2011 // USA // David Yates // July 17, 2011 // 3D Digital Theatrical Projection (St. Louis Cinemas Moolah Theater)
[Note: This post contains no significant spoilers, although at this point in the Harry Potter series I assume that the need for such forewarnings is virtually nil.]
It's a safe bet that anyone who settles in to savor Harry Potter and Deathly Hallows: Part 2 has already committed themselves fully to the pop cultural phenomenon of the Potterverse, either as a devoted fan of J.K. Rowling's novels or as an admirer of the films' dense, highly burnished stripe of fantasy entertainment. Appropriately, the second half of director David Yates' Deathly Hallows adaptation wastes no breath bringing the viewer up to speed, but rather plunges forth almost precisely at the point where Part 1 concluded. To wit: Harry, Ron, and Hermione are desperately searching for the three remaining Horcruxes that house the fragmented soul of the Dark Lord Voldemort, who is unfortunately now in possession of the fabled and all-powerful Elder Wand.
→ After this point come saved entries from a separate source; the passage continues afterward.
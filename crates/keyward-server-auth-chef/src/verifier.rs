// Copyright (c) 2025 Geoffrey Huntley <ghuntley@ghuntley.com>. All rights reserved.
// SPDX-License-Identifier: Proprietary

//! Verification of a node's signed login request.

use chrono::{DateTime, Utc};
use keyward_server_auth::{AuthError, AuthResult};
use serde::Deserialize;
use std::time::Duration;
use tracing::debug;

use crate::signing;

/// Largest accepted distance between the signed timestamp and now.
pub const MAX_CLOCK_SKEW: Duration = Duration::from_secs(5 * 60);

#[derive(Debug, Deserialize)]
pub struct ChefLoginInput {
	pub client_name: String,
	pub timestamp: String,
	pub signature: String,
	#[serde(default = "default_version")]
	pub signature_version: String,
}

fn default_version() -> String {
	signing::SIGN_VERSION.to_string()
}

/// Check the version, the clock skew, then the signature over the login request.
pub fn verify_login(
	input: &ChefLoginInput,
	public_key_pem: &str,
	login_path: &str,
	now: DateTime<Utc>,
) -> AuthResult<()> {
	if input.signature_version != signing::SIGN_VERSION {
		return Err(AuthError::bad_request(format!(
			"unsupported signature version {:?}",
			input.signature_version
		)));
	}
	let timestamp = DateTime::parse_from_rfc3339(&input.timestamp)
		.map_err(|_| AuthError::bad_request("timestamp must be RFC 3339"))?
		.with_timezone(&Utc);
	let skew_secs = (now - timestamp).num_seconds().unsigned_abs();
	if skew_secs > MAX_CLOCK_SKEW.as_secs() {
		debug!(client = %input.client_name, skew_secs, "login outside clock skew");
		return Err(AuthError::verification("clock skew is too great"));
	}

	let key = signing::parse_public_key(public_key_pem)
		.ok_or_else(|| AuthError::verification("client public key is invalid"))?;
	let canonical = signing::canonical_request("POST", login_path, b"", &input.timestamp, &input.client_name);
	if !signing::verify(&key, &canonical, &input.signature) {
		return Err(AuthError::verification("signature verification failed"));
	}
	Ok(())
}

#[cfg(test)]
mod tests {
	use super::*;
	use chrono::SecondsFormat;
	use rsa::pkcs8::{EncodePublicKey, LineEnding};
	use rsa::RsaPrivateKey;

	struct Node {
		key: RsaPrivateKey,
		pem: String,
	}

	fn node() -> Node {
		let key = RsaPrivateKey::new(&mut rand::rngs::OsRng, 2048).unwrap();
		let pem = key.to_public_key().to_public_key_pem(LineEnding::LF).unwrap();
		Node { key, pem }
	}

	fn input(node: &Node, at: DateTime<Utc>) -> ChefLoginInput {
		let timestamp = at.to_rfc3339_opts(SecondsFormat::Secs, true);
		let canonical = signing::canonical_request("POST", "/v1/auth/chef/login", b"", &timestamp, "web1");
		ChefLoginInput {
			client_name: "web1".to_string(),
			signature: signing::sign(&node.key, &canonical).unwrap(),
			timestamp,
			signature_version: signing::SIGN_VERSION.to_string(),
		}
	}

	#[test]
	fn accepts_fresh_signature() {
		let node = node();
		let now = Utc::now();
		let login = input(&node, now - chrono::Duration::minutes(2));
		verify_login(&login, &node.pem, "/v1/auth/chef/login", now).unwrap();
	}

	#[test]
	fn rejects_skew_in_either_direction() {
		let node = node();
		let now = Utc::now();
		for offset in [-6, 6] {
			let login = input(&node, now + chrono::Duration::minutes(offset));
			let err = verify_login(&login, &node.pem, "/v1/auth/chef/login", now).unwrap_err();
			assert_eq!(err.user_message(), "clock skew is too great");
		}
	}

	#[test]
	fn rejects_signature_for_another_path() {
		let node = node();
		let now = Utc::now();
		let login = input(&node, now);
		let err = verify_login(&login, &node.pem, "/v1/auth/other/login", now).unwrap_err();
		assert_eq!(err.user_message(), "signature verification failed");
	}

	#[test]
	fn rejects_unknown_signature_version() {
		let node = node();
		let now = Utc::now();
		let mut login = input(&node, now);
		login.signature_version = "algorithm=sha256;version=1.3;".to_string();
		assert!(matches!(
			verify_login(&login, &node.pem, "/v1/auth/chef/login", now),
			Err(AuthError::BadRequest(_))
		));
	}
}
Warner Brothers' decision to split Deathly Hallows into two feature films had the unfortunate effect of rendering Part 1 a little aimless, as Harry and his friends spent an undue proportion of the film's running time wandering in the wilderness, far removed from the comforting familiarity of Hogwarts and woefully uncertain of their next move. Part 2, on the other hand, functions as a fairly unrelenting action-adventure picture from roughly the ten minute mark all the way to the end. This lends weight to the notion that the two parts balance one another, and are best considered as a single four-and-a-half-hour work. The Harry Potter films' propensity for flavoring Rowling's stories with plenty of cinematic spectacle and derring-do--mounting since Azkaban, and conspicuous since Yates took over directing duties with Phoenix--has been one of the more exhilarating aspects of the adaptations, and here that same approach pays bountiful dividends to those viewers that have stuck it out to the end.
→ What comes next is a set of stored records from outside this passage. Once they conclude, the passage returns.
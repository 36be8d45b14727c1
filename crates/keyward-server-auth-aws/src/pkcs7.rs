// Copyright (c) 2025 Geoffrey Huntley <ghuntley@ghuntley.com>. All rights reserved.
// SPDX-License-Identifier: Proprietary

//! EC2 instance identity documents signed as PKCS#7.
//!
//! The signer certificate is looked up only among the trusted certificates
//! supplied by the caller (never among certificates embedded in the message)
//! and is not chain-verified: AWS publishes a self-signed certificate per
//! region, and registering it is what establishes trust.

use base64::engine::general_purpose::STANDARD;
use base64::Engine;
use chrono::{DateTime, Utc};
use keyward_server_auth::{AuthError, AuthMethod, AuthResult, PrincipalClaim};
use openssl::pkcs7::{Pkcs7, Pkcs7Flags};
use openssl::stack::Stack;
use openssl::x509::store::X509StoreBuilder;
use openssl::x509::X509;
use serde::{Deserialize, Serialize};
use tracing::debug;

/// The AWS public certificate that signs identity documents in the standard regions.
pub const AWS_PUBLIC_CERT: &str = r"-----BEGIN CERTIFICATE-----
MIIC7TCCAq0CCQCWukjZ5V4aZzAJBgcqhkjOOAQDMFwxCzAJBgNVBAYTAlVTMRkw
FwYDVQQIExBXYXNoaW5ndG9uIFN0YXRlMRAwDgYDVQQHEwdTZWF0dGxlMSAwHgYD
VQQKExdBbWF6b24gV2ViIFNlcnZpY2VzIExMQzAeFw0xMjAxMDUxMjU2MTJaFw0z
ODAxMDUxMjU2MTJaMFwxCzAJBgNVBAYTAlVTMRkwFwYDVQQIExBXYXNoaW5ndG9u
IFN0YXRlMRAwDgYDVQQHEwdTZWF0dGxlMSAwHgYDVQQKExdBbWF6b24gV2ViIFNl
cnZpY2VzIExMQzCCAbcwggEsBgcqhkjOOAQBMIIBHwKBgQCjkvcS2bb1VQ4yt/5e
ih5OO6kK/n1Lzllr7D8ZwtQP8fOEpp5E2ng+D6Ud1Z1gYipr58Kj3nssSNpI6bX3
VyIQzK7wLclnd/YozqNNmgIyZecN7EglK9ITHJLP+x8FtUpt3QbyYXJdmVMegN6P
hviYt5JH/nYl4hh3Pa1HJdskgQIVALVJ3ER11+Ko4tP6nwvHwh6+ERYRAoGBAI1j
k+tkqMVHuAFcvAGKocTgsjJem6/5qomzJuKDmbJNu9Qxw3rAotXau8Qe+MBcJl/U
hhy1KHVpCGl9fueQ2s6IL0CaO/buycU1CiYQk40KNHCcHfNiZbdlx1E9rpUp7bnF
lRa2v1ntMX3caRVDdbtPEWmdxSCYsYFDk4mZrOLBA4GEAAKBgEbmeve5f8LIE/Gf
MNmP9CM5eovQOGx5ho8WqD+aTebs+k2tn92BBPqeZqpWRa5P/+jrdKml1qx4llHW
MXrs3IgIb6+hUIB+S8dz8/mmO0bpr76RoZVCXYab2CZedFut7qc3WUH9+EUAH5mw
vSeDCOUMYQR7R9LINYwouHIziqQYMAkGByqGSM44BAMDLwAwLAIUWXBlk40xTwSw
7HX32MxXYruse9ACFBNGmdX2ZBrVNGrN9N2f6ROk0k9K
-----END CERTIFICATE-----";

/// Fields of the identity document that authentication relies on.
#[derive(Debug, Clone, PartialEq, Eq, Serialize, Deserialize)]
#[serde(rename_all = "camelCase")]
pub struct IdentityDocument {
	pub instance_id: String,
	pub image_id: String,
	pub account_id: String,
	pub region: String,
	pub pending_time: DateTime<Utc>,
}

impl IdentityDocument {
	pub fn to_claim(&self) -> PrincipalClaim {
		PrincipalClaim::new(AuthMethod::Ec2InstanceIdentity, &self.instance_id)
			.with_candidate_role(&self.image_id)
			.with_text("instance_id", &self.instance_id)
			.with_text("ami_id", &self.image_id)
			.with_text("account_id", &self.account_id)
			.with_text("region", &self.region)
			.with_text("pending_time", self.pending_time.to_rfc3339())
	}
}

/// Parse a PEM certificate, accepting it raw or base64 encoded.
pub fn parse_certificate(input: &str) -> AuthResult<X509> {
	let trimmed = input.trim();
	let pem = if trimmed.starts_with("-----BEGIN") {
		trimmed.as_bytes().to_vec()
	} else {
		STANDARD
			.decode(strip_whitespace(trimmed))
			.map_err(|_| AuthError::bad_request("certificate is neither PEM nor base64-encoded PEM"))?
	};
	X509::from_pem(&pem).map_err(|_| AuthError::bad_request("failed to parse certificate"))
}

/// The built-in certificate followed by every registered one.
pub fn trusted_certificates(registered: &[String]) -> AuthResult<Vec<X509>> {
	let mut certs = Vec::with_capacity(registered.len() + 1);
	certs.push(
		X509::from_pem(AWS_PUBLIC_CERT.as_bytes())
			.map_err(|e| AuthError::internal(format!("built-in AWS certificate: {e}")))?,
	);
	for pem in registered {
		certs.push(parse_certificate(pem)?);
	}
	Ok(certs)
}

/// Verify a base64 PKCS#7 signature and return the signed content.
pub fn verify_signed_content(encoded: &str, trusted: &[X509]) -> AuthResult<Vec<u8>> {
	let body = strip_whitespace(encoded);
	if body.is_empty() {
		return Err(AuthError::verification("no PEM body found"));
	}
	let der = STANDARD
		.decode(&body)
		.map_err(|_| AuthError::verification("no PEM body found"))?;
	if let Some(declared) = declared_length(&der) {
		if declared < der.len() {
			return Err(AuthError::verification("trailing bytes after signature"));
		}
	}
	let pkcs7 = Pkcs7::from_der(&der)
		.map_err(|_| AuthError::verification("failed to parse PKCS#7 signature"))?;

	if trusted.is_empty() {
		return Err(AuthError::verification("no trusted certificates"));
	}
	let mut certs = Stack::new().map_err(|e| AuthError::internal(e.to_string()))?;
	for cert in trusted {
		certs
			.push(cert.clone())
			.map_err(|e| AuthError::internal(e.to_string()))?;
	}
	let store = X509StoreBuilder::new()
		.map_err(|e| AuthError::internal(e.to_string()))?
		.build();

	let mut content = Vec::new();
	pkcs7
		.verify(
			&certs,
			&store,
			None,
			Some(&mut content),
			Pkcs7Flags::NOVERIFY | Pkcs7Flags::NOINTERN,
		)
		.map_err(|e| {
			debug!(error = %e, "pkcs7 verification failed");
			AuthError::verification("signature verification failed")
		})?;
	Ok(content)
}

/// Verify and decode an instance identity document.
#[tracing::instrument(skip_all, name = "pkcs7::verify_identity_document")]
pub fn verify_identity_document(encoded: &str, trusted: &[X509]) -> AuthResult<IdentityDocument> {
	let content = verify_signed_content(encoded, trusted)?;
	if content.is_empty() {
		return Err(AuthError::verification("empty identity document"));
	}
	let doc: IdentityDocument = serde_json::from_slice(&content).map_err(|e| {
		debug!(error = %e, "identity document did not decode");
		AuthError::verification("invalid identity document")
	})?;
	if doc.instance_id.is_empty() || doc.region.is_empty() {
		return Err(AuthError::verification("invalid identity document"));
	}
	debug!(instance_id = %doc.instance_id, region = %doc.region, "identity document verified");
	Ok(doc)
}

fn strip_whitespace(input: &str) -> String {
	input.chars().filter(|c| !c.is_whitespace()).collect()
}

/// Total length of a definite-length outer DER SEQUENCE, if it can be read.
fn declared_length(der: &[u8]) -> Option<usize> {
	if der.len() < 2 || der[0] != 0x30 {
		return None;
	}
	let first = der[1];
	if first & 0x80 == 0 {
		return Some(2 + first as usize);
	}
	let count = (first & 0x7f) as usize;
	if count == 0 || count > 4 || der.len() < 2 + count {
		return None;
	}
	let len = der[2..2 + count]
		.iter()
		.fold(0usize, |acc, b| (acc << 8) | *b as usize);
	Some(2 + count + len)
}

#[cfg(test)]
mod tests {
	use super::*;

	const SIGNED_FIXTURE: &str = "MIIDVgYJKoZIhvcNAQcCoIIDRzCCA0MCAQExCTAHBgUrDgMCGjAcBgkqhkiG9w0B\
BwGgDwQNV2UgdGhlIFBlb3BsZaCCAdkwggHVMIIBQKADAgECAgRpuDctMAsGCSqG\
SIb3DQEBCzApMRAwDgYDVQQKEwdBY21lIENvMRUwEwYDVQQDEwxFZGRhcmQgU3Rh\
cmswHhcNMTUwNTA2MDQyNDQ4WhcNMTYwNTA2MDQyNDQ4WjAlMRAwDgYDVQQKEwdB\
Y21lIENvMREwDwYDVQQDEwhKb24gU25vdzCBnzANBgkqhkiG9w0BAQEFAAOBjQAw\
gYkCgYEAqr+tTF4mZP5rMwlXp1y+crRtFpuLXF1zvBZiYMfIvAHwo1ta8E1IcyEP\
J1jIiKMcwbzeo6kAmZzIJRCTezq9jwXUsKbQTvcfOH9HmjUmXBRWFXZYoQs/OaaF\
a45deHmwEeMQkuSWEtYiVKKZXtJOtflKIT3MryJEDiiItMkdybUCAwEAAaMSMBAw\
DgYDVR0PAQH/BAQDAgCgMAsGCSqGSIb3DQEBCwOBgQDK1EweZWRL+f7Z+J0kVzY8\
zXptcBaV4Lf5wGZJLJVUgp33bpLNpT3yadS++XQJ+cvtW3wADQzBSTMduyOF8Zf+\
L7TjjrQ2+F2HbNbKUhBQKudxTfv9dJHdKbD+ngCCdQJYkIy2YexsoNG0C8nQkggy\
axZd/J69xDVx6pui3Sj8sDGCATYwggEyAgEBMDEwKTEQMA4GA1UEChMHQWNtZSBD\
bzEVMBMGA1UEAxMMRWRkYXJkIFN0YXJrAgRpuDctMAcGBSsOAwIaoGEwGAYJKoZI\
hvcNAQkDMQsGCSqGSIb3DQEHATAgBgkqhkiG9w0BCQUxExcRMTUwNTA2MDAyNDQ4\
LTA0MDAwIwYJKoZIhvcNAQkEMRYEFG9D7gcTh9zfKiYNJ1lgB0yTh4sZMAsGCSqG\
SIb3DQEBAQSBgFF3sGDU9PtXty/QMtpcFa35vvIOqmWQAIZt93XAskQOnBq4OloX\
iL9Ct7t1m4pzjRm0o9nDkbaSLZe7HKASHdCqijroScGlI8M+alJ8drHSFv6ZIjnM\
FIwIf0B2Lko6nh9/6mUXq7tbbIHa3Gd1JUVire/QFFtmgRXMbXYk8SIS";

	const SIGNER_CERT: &str = r"-----BEGIN CERTIFICATE-----
MIIB1TCCAUCgAwIBAgIEabg3LTALBgkqhkiG9w0BAQswKTEQMA4GA1UEChMHQWNt
ZSBDbzEVMBMGA1UEAxMMRWRkYXJkIFN0YXJrMB4XDTE1MDUwNjA0MjQ0OFoXDTE2
MDUwNjA0MjQ0OFowJTEQMA4GA1UEChMHQWNtZSBDbzERMA8GA1UEAxMISm9uIFNu
b3cwgZ8wDQYJKoZIhvcNAQEBBQADgY0AMIGJAoGBAKq/rUxeJmT+azMJV6dcvnK0
bRabi1xdc7wWYmDHyLwB8KNbWvBNSHMhDydYyIijHMG83qOpAJmcyCUQk3s6vY8F
1LCm0E73Hzh/R5o1JlwUVhV2WKELPzmmhWuOXXh5sBHjEJLklhLWIlSimV7STrX5
SiE9zK8iRA4oiLTJHcm1AgMBAAGjEjAQMA4GA1UdDwEB/wQEAwIAoDALBgkqhkiG
9w0BAQsDgYEAytRMHmVkS/n+2fidJFc2PM16bXAWleC3+cBmSSyVVIKd926SzaU9
8mnUvvl0CfnL7Vt8AA0MwUkzHbsjhfGX/i+04460Nvhdh2zWylIQUCrncU37/XSR
3Smw/p4AgnUCWJCMtmHsbKDRtAvJ0JIIMmsWXfyevcQ1ceqbot0o/LA=
-----END CERTIFICATE-----";

	fn fixture_signer() -> Vec<X509> {
		vec![X509::from_pem(SIGNER_CERT.as_bytes()).unwrap()]
	}

	#[test]
	fn builtin_certificate_parses() {
		assert_eq!(trusted_certificates(&[]).unwrap().len(), 1);
	}

	#[test]
	fn verifies_with_registered_signer() {
		let content = verify_signed_content(SIGNED_FIXTURE, &fixture_signer()).unwrap();
		assert_eq!(content, b"We the People");
	}

	#[test]
	fn signer_must_be_trusted() {
		let builtin_only = trusted_certificates(&[]).unwrap();
		let err = verify_signed_content(SIGNED_FIXTURE, &builtin_only).unwrap_err();
		assert_eq!(err.to_string(), "signature verification failed");
	}

	#[test]
	fn registered_certificates_extend_trust() {
		let trusted = trusted_certificates(&[STANDARD.encode(SIGNER_CERT)]).unwrap();
		assert_eq!(trusted.len(), 2);
		assert!(verify_signed_content(SIGNED_FIXTURE, &trusted).is_ok());
	}

	#[test]
	fn non_json_content_is_not_an_identity_document() {
		let err = verify_identity_document(SIGNED_FIXTURE, &fixture_signer()).unwrap_err();
		assert_eq!(err.to_string(), "invalid identity document");
	}

	#[test]
	fn empty_input_is_rejected() {
		let err = verify_signed_content("  \n ", &fixture_signer()).unwrap_err();
		assert_eq!(err.to_string(), "no PEM body found");
	}

	#[test]
	fn trailing_bytes_are_rejected() {
		let mut der = STANDARD.decode(strip_whitespace(SIGNED_FIXTURE)).unwrap();
		der.extend_from_slice(&[0, 0, 0]);
		let err = verify_signed_content(&STANDARD.encode(der), &fixture_signer()).unwrap_err();
		assert_eq!(err.to_string(), "trailing bytes after signature");
	}

	#[test]
	fn garbage_is_rejected() {
		let err = verify_signed_content(&STANDARD.encode(b"not pkcs7"), &fixture_signer()).unwrap_err();
		assert_eq!(err.to_string(), "failed to parse PKCS#7 signature");
	}

	#[test]
	fn no_trust_material_is_rejected() {
		let err = verify_signed_content(SIGNED_FIXTURE, &[]).unwrap_err();
		assert_eq!(err.to_string(), "no trusted certificates");
	}

	#[test]
	fn certificate_input_accepts_pem_and_base64() {
		assert!(parse_certificate(SIGNER_CERT).is_ok());
		assert!(parse_certificate(&STANDARD.encode(SIGNER_CERT)).is_ok());
		assert!(parse_certificate("definitely not a cert").is_err());
	}
}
The first section of Part 2 comprises a break-in and subsequent break-out of the goblin-run bank Gringotts, a sequence that plays a little too much like a echo of the Ministry of Magic heist from Part 1. From there, the myriad threads of the story converge on Hogwarts, as Harry and his friends search for the final Horcruxes while Voldemort and his Death Eaters lays siege to the castle. This is, undoubtedly, what devotees of the franchise have been waiting for: an all-out, life-or-death melee featuring familiar faces both benevolent and malign, with the environs of Hogwarts as a poignant, rubble-strewn backdrop.
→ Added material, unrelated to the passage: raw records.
// Copyright (c) 2025 Geoffrey Huntley <ghuntley@ghuntley.com>. All rights reserved.
// SPDX-License-Identifier: Proprietary

//! Jobs configuration section.

use serde::Deserialize;
use std::time::Duration;

use crate::error::{parse_duration, ConfigError};

pub const DEFAULT_PERIODIC_TICK_INTERVAL: Duration = Duration::from_secs(60);

/// Backends rely on being ticked at least this often.
pub const MAX_PERIODIC_TICK_INTERVAL: Duration = Duration::from_secs(3600);

#[derive(Debug, Clone, Default, Deserialize, PartialEq)]
#[serde(deny_unknown_fields)]
pub struct JobsConfigLayer {
	pub periodic_tick_interval: Option<String>,
}

impl JobsConfigLayer {
	pub fn merge(&mut self, other: Self) {
		if other.periodic_tick_interval.is_some() {
			self.periodic_tick_interval = other.periodic_tick_interval;
		}
	}

	pub fn finalize(self) -> Result<JobsConfig, ConfigError> {
		let periodic_tick_interval = match self.periodic_tick_interval {
			Some(v) => parse_duration("jobs.periodic_tick_interval", &v)?,
			None => DEFAULT_PERIODIC_TICK_INTERVAL,
		};
		if periodic_tick_interval.is_zero() || periodic_tick_interval > MAX_PERIODIC_TICK_INTERVAL {
			return Err(ConfigError::invalid(
				"jobs.periodic_tick_interval",
				"must be between 1s and 1h",
			));
		}
		Ok(JobsConfig {
			periodic_tick_interval,
		})
	}
}

#[derive(Debug, Clone, PartialEq)]
pub struct JobsConfig {
	pub periodic_tick_interval: Duration,
}

impl Default for JobsConfig {
	fn default() -> Self {
		Self {
			periodic_tick_interval: DEFAULT_PERIODIC_TICK_INTERVAL,
		}
	}
}

#[cfg(test)]
mod tests {
	use super::*;

	#[test]
	fn test_layer_finalize_defaults() {
		let config = JobsConfigLayer::default().finalize().unwrap();
		assert_eq!(config.periodic_tick_interval, Duration::from_secs(60));
	}

	#[test]
	fn test_tick_interval_is_bounded() {
		for bad in ["0", "2h"] {
			let layer = JobsConfigLayer {
				periodic_tick_interval: Some(bad.to_string()),
			};
			assert!(layer.finalize().is_err(), "{bad}");
		}
		let layer: JobsConfigLayer = toml::from_str(r#"periodic_tick_interval = "5m""#).unwrap();
		assert_eq!(
			layer.finalize().unwrap().periodic_tick_interval,
			Duration::from_secs(300)
		);
	}
}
Gratifyingly for Potter aficionados, the filmmakers take pains to reference a staggering numbers of characters, creatures, locations, and events from previous chapters in the series. It's a testament to both the richness of Rowling's universe and the maturity of the film series' approach that these nods come not as gratuitous shout-outs but natural outgrowths of the concluding chapter's panoramic scope. Nonetheless, Yates and series screenwriter Steve Kloves wisely maintain a scrupulous focus on Harry's personal journey, even as they convey the sprawling chaos of the final conflict. The entire cast is in characteristically fine form, and the final appearance of the superlative Alan Rickman as Severus Snape is naturally a treat. However, Deathly Hallows: Part 2 is absolutely Daniel Radcliffe's film. It's his best performance in the franchise, and the film's lump-in-the-throat moments work primarily due to the skillful blend of rawness and delicacy that Radcliffe brings to the role.
Snippets of authentic artistic triumph have appeared fleetingly within the Harry Potter films--a breathtaking shot, a masterful action set-piece, a deliciously delivered line--but the series has concerned itself first and foremost with escapist entertainment, albeit entertainment of a first-class sort. Deathly Hallows: Part 2 does nothing to alter this formula, and it concludes the story of the Boy Who Lived with the sort of exacting extravagance that the hardcore devotees expect and the casual fans admire. Now that we find ourselves at the end, particular accolades belong to production designer Stuart Craig, who has dedicated over a decade of his life to these damn films. More than any other person aside from Rowling herself, Craig has been responsible for conjuring the indelible fantasy vision of the Potterverse. Whatever the series' merits and flaws, his work has been so consistently exceptional in quality and so staggering in scale that I sincerely doubt it will be equaled in my lifetime.